Wherever a line in the records below contains "raise", copy that line.

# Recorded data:
▶

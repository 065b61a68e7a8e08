//! # The lifecycle engine.
//!
//! [`Supervised`] wraps a [`Service`] implementation in a tree node that owns
//! its state machine, lifecycle flags, children, and background activities.
//!
//! ## Architecture
//! ```text
//! Supervised::start()
//!   ├─► state Init → Starting
//!   ├─► on_first_start (once) / on_start
//!   ├─► declared children, in order: start + wait-until-started
//!   ├─► launch declared activities (supervised wrappers)
//!   ├─► on_started
//!   └─► raise `started`, state → Running
//!
//! Supervised::stop()                    (spawned: shielded from caller cancel)
//!   ├─► raise `should_stop`, state → Stopping
//!   ├─► on_stop
//!   ├─► children in reverse start order, per-child grace
//!   ├─► drain activities up to the grace deadline
//!   │     └─► escalate: cancel tokens, hard grace, abort stragglers
//!   ├─► on_shutdown
//!   └─► raise `stopped` + `shutdown`, state → Shutdown
//! ```
//!
//! ## Rules
//! - `start()`/`stop()` are idempotent: one execution, every caller awaits the
//!   same outcome.
//! - A crash records the first reason, flags `crashed` + `should_stop`, tears
//!   the subtree down, and notifies the parent according to the parent's
//!   crash policy.
//! - The stop sequence always completes, even if every caller is cancelled.
//! - Parents hold children; children hold only a weak back-reference.

use std::sync::atomic::{AtomicBool, AtomicU32, AtomicU64, Ordering};
use std::sync::{Arc, Mutex, Weak};
use std::time::Duration;

use futures::future::BoxFuture;
use tokio::sync::{watch, Mutex as AsyncMutex};
use tokio_util::sync::CancellationToken;

use crate::activities::registry::ActivityRegistry;
use crate::activities::{ActivityInfo, ActivitySpec};
use crate::config::Config;
use crate::error::{ActivityError, ServiceError};
use crate::events::{Bus, Event, EventKind};
use crate::flag::Flag;
use crate::policies::CrashPolicy;
use crate::service::context::ServiceContext;
use crate::service::diag::Diag;
use crate::service::service::Service;
use crate::sleep::{sleep_with, Wakeup};
use crate::state::ServiceState;
use crate::subscribers::{Subscribe, SubscriberSet};

/// Counter for stable node ids used in logs.
static NODE_SEQ: AtomicU64 = AtomicU64::new(0);

/// Shared handle to a supervised service node.
pub type SupervisedRef = Arc<Supervised>;

/// A service wrapped in its lifecycle engine: one node of a supervision tree.
pub struct Supervised {
    service: Arc<dyn Service>,
    name: String,
    id: u64,
    cfg: Config,
    // Self-handle (set by `Arc::new_cyclic`) used to mint contexts and spawn
    // owned lifecycle tasks from `&self` methods.
    weak: Weak<Supervised>,

    bus: Mutex<Bus>,
    // Root-only: keeps subscriber workers alive for the tree's lifetime.
    _subscribers: Option<Arc<SubscriberSet>>,

    state_tx: watch::Sender<ServiceState>,
    started: Flag,
    stopped: Flag,
    shutdown: Flag,
    crashed: Flag,
    should_stop: Flag,

    crash_slot: Mutex<Option<ServiceError>>,
    children: Mutex<Vec<SupervisedRef>>,
    parent: Mutex<Weak<Supervised>>,
    registry: ActivityRegistry,
    diag: Diag,

    // Serializes start executions; concurrent callers await flags instead.
    lifecycle: AsyncMutex<()>,
    // Escalation token; activities get child tokens. Recreated on restart.
    token: Mutex<CancellationToken>,
    stop_begun: AtomicBool,
    first_start_done: AtomicBool,
    children_declared: AtomicBool,
    restarts: AtomicU32,
}

impl std::fmt::Debug for Supervised {
    fn fmt(&self, f: &mut std::fmt::Formatter<'_>) -> std::fmt::Result {
        f.debug_struct("Supervised")
            .field("name", &self.name)
            .field("id", &self.id)
            .finish_non_exhaustive()
    }
}
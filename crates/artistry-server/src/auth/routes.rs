use axum::{extract::State, http::StatusCode, Json};
use chrono::NaiveDate;
use serde::{Deserialize, Serialize};
use serde_json::json;
use std::collections::BTreeMap;
use std::sync::Arc;
use uuid::Uuid;

use super::jwt::generate_token_pair;
use super::middleware::AuthUser;
use super::password::{hash_password, verify_password};
use crate::api::ErrorResponse;
use crate::validate;
use artistry_db::entities::{user::UserRole, user_profile::Gender};
use artistry_db::store::{users, StoreError};
use artistry_db::AppState;

// ─── Request/Response DTOs ──────────────────────────────────────────

#[derive(Debug, Deserialize)]
pub struct LoginRequest {
    pub email: String,
    pub password: String,
}

#[derive(Debug, Serialize)]
pub struct LoginResponse {
    pub access: String,
    pub refresh: String,
    pub user_id: Uuid,
    pub email: String,
    pub role: String,
    pub name: String,
}

#[derive(Debug, Deserialize)]
pub struct RegisterRequest {
    pub first_name: String,
    pub last_name: String,
    pub email: String,
    pub password: String,
    pub confirm_password: String,
    pub phone: String,
    pub dob: NaiveDate,
    pub gender: String,
    pub address: String,
    pub role: String,
}

#[derive(Debug, Serialize)]
pub struct RegisterResponse {
    pub id: Uuid,
    pub first_name: String,
    pub last_name: String,
    pub email: String,
    pub phone: String,
    pub dob: NaiveDate,
    pub gender: String,
    pub address: String,
    pub role: String,
}

#[derive(Debug, Serialize)]
pub struct MessageResponse {
    pub message: String,
}

/// Field-level validation of a registration payload. Returns the parsed
/// enums on success, or a serializer-style error map.
pub(crate) fn validate_registration(
    body: &RegisterRequest,
) -> Result<(Gender, UserRole), BTreeMap<&'static str, Vec<String>>> {
    let mut errors: BTreeMap<&'static str, Vec<String>> = BTreeMap::new();

    if !validate::valid_email(&body.email) {
        errors
            .entry("email")
            .or_default()
            .push("Enter a valid email address.".to_string());
    }
    if !validate::valid_password(&body.password) {
        errors
            .entry("password")
            .or_default()
            .push("Password must be at least 8 characters.".to_string());
    }
    if body.password != body.confirm_password {
        errors
            .entry("confirm_password")
            .or_default()
            .push("Passwords do not match.".to_string());
    }
    if !validate::valid_phone(&body.phone) {
        errors
            .entry("phone")
            .or_default()
            .push(validate::PHONE_FORMAT_MESSAGE.to_string());
    }
    if !validate::date_not_in_future(body.dob) {
        errors
            .entry("dob")
            .or_default()
            .push(validate::DATE_IN_FUTURE_MESSAGE.to_string());
    }

    let gender = Gender::parse(&body.gender);
    if gender.is_none() {
        errors
            .entry("gender")
            .or_default()
            .push(format!("\"{}\" is not a valid choice.", body.gender));
    }
    let role = UserRole::parse(&body.role);
    if role.is_none() {
        errors
            .entry("role")
            .or_default()
            .push(format!("\"{}\" is not a valid choice.", body.role));
    }

    if errors.is_empty() {
        // Both parses succeeded when the map is empty
        Ok((gender.unwrap(), role.unwrap()))
    } else {
        Err(errors)
    }
}

fn invalid_credentials() -> (StatusCode, Json<ErrorResponse>) {
    (
        StatusCode::UNAUTHORIZED,
        Json(ErrorResponse::new("Invalid credentials")),
    )
}

fn internal_error() -> (StatusCode, Json<ErrorResponse>) {
    (
        StatusCode::INTERNAL_SERVER_ERROR,
        Json(ErrorResponse::new("Internal server error")),
    )
}

// ─── Handlers ──────────────────────────────────────────────────────

/// POST /api/auth/login
pub async fn login(
    State(state): State<Arc<AppState>>,
    Json(body): Json<LoginRequest>,
) -> Result<Json<LoginResponse>, (StatusCode, Json<ErrorResponse>)> {
    if !validate::valid_email(&body.email) {
        return Err((
            StatusCode::BAD_REQUEST,
            Json(ErrorResponse::new("Enter a valid email address.")),
        ));
    }

    let found = users::find_for_login(&state.db, &body.email)
        .await
        .map_err(|e| {
            tracing::error!("db error: {e}");
            internal_error()
        })?;

    // A missing account and a wrong password produce the same response so
    // callers cannot probe which emails are registered.
    let user = found.ok_or_else(invalid_credentials)?;

    let valid = verify_password(&body.password, &user.password_hash).map_err(|e| {
        tracing::error!("verify error: {e}");
        internal_error()
    })?;

    if !valid || !user.is_active {
        return Err(invalid_credentials());
    }

    let tokens = generate_token_pair(user.id, &user.email, user.role.as_str(), &state.jwt_secret)
        .map_err(|e| {
            tracing::error!("token error: {e}");
            internal_error()
        })?;

    let name = users::profile_for(&state.db, user.id)
        .await
        .map_err(|e| {
            tracing::error!("db error: {e}");
            internal_error()
        })?
        .and_then(|p| p.full_name())
        .unwrap_or_else(|| user.email.clone());

    Ok(Json(LoginResponse {
        access: tokens.access,
        refresh: tokens.refresh,
        user_id: user.id,
        email: user.email,
        role: user.role.to_string(),
        name,
    }))
}

/// POST /api/auth/register
pub async fn register(
    State(state): State<Arc<AppState>>,
    Json(body): Json<RegisterRequest>,
) -> Result<(StatusCode, Json<RegisterResponse>), (StatusCode, Json<serde_json::Value>)> {
    let (gender, role) = validate_registration(&body).map_err(|errors| {
        (
            StatusCode::BAD_REQUEST,
            Json(json!({ "error": "Invalid data provided.", "details": errors })),
        )
    })?;

    let password_hash = hash_password(&body.password).map_err(|e| {
        tracing::error!("hash error: {e}");
        (
            StatusCode::INTERNAL_SERVER_ERROR,
            Json(json!({ "error": "Internal server error" })),
        )
    })?;

    let new = users::NewUser {
        email: body.email.clone(),
        password_hash,
        role: role.clone(),
        first_name: body.first_name.clone(),
        last_name: body.last_name.clone(),
        phone: body.phone.clone(),
        date_of_birth: body.dob,
        gender: gender.clone(),
        address: body.address.clone(),
    };

    let user_id = users::register(&state.db, new).await.map_err(|e| match e {
        StoreError::EmailTaken => (
            StatusCode::BAD_REQUEST,
            Json(json!({ "email": ["This email already exists."] })),
        ),
        StoreError::Db(e) => {
            tracing::error!("register error: {e}");
            (
                StatusCode::INTERNAL_SERVER_ERROR,
                Json(json!({ "error": "An error occurred during registration." })),
            )
        }
        _ => (
            StatusCode::BAD_REQUEST,
            Json(json!({ "error": "An error occurred during registration." })),
        ),
    })?;

    Ok((
        StatusCode::CREATED,
        Json(RegisterResponse {
            id: user_id,
            first_name: body.first_name,
            last_name: body.last_name,
            email: body.email,
            phone: body.phone,
            dob: body.dob,
            gender: gender.as_str().to_string(),
            address: body.address,
            role: role.to_string(),
        }),
    ))
}

/// POST /api/auth/logout (requires auth)
///
/// Tokens are stateless; there is nothing to revoke server-side. The
/// endpoint exists so clients have a uniform logout call.
pub async fn logout(
    axum::Extension(auth_user): axum::Extension<AuthUser>,
) -> Json<MessageResponse> {
    tracing::info!("User {} logged out", auth_user.0.sub);
    Json(MessageResponse {
        message: "Successfully logged out.".to_string(),
    })
}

◀

# WRITTEN RESPONSE:
//!   └─► raise `started`, state → Running
//!   ├─► raise `should_stop`, state → Stopping
//!   └─► raise `stopped` + `shutdown`, state → Shutdown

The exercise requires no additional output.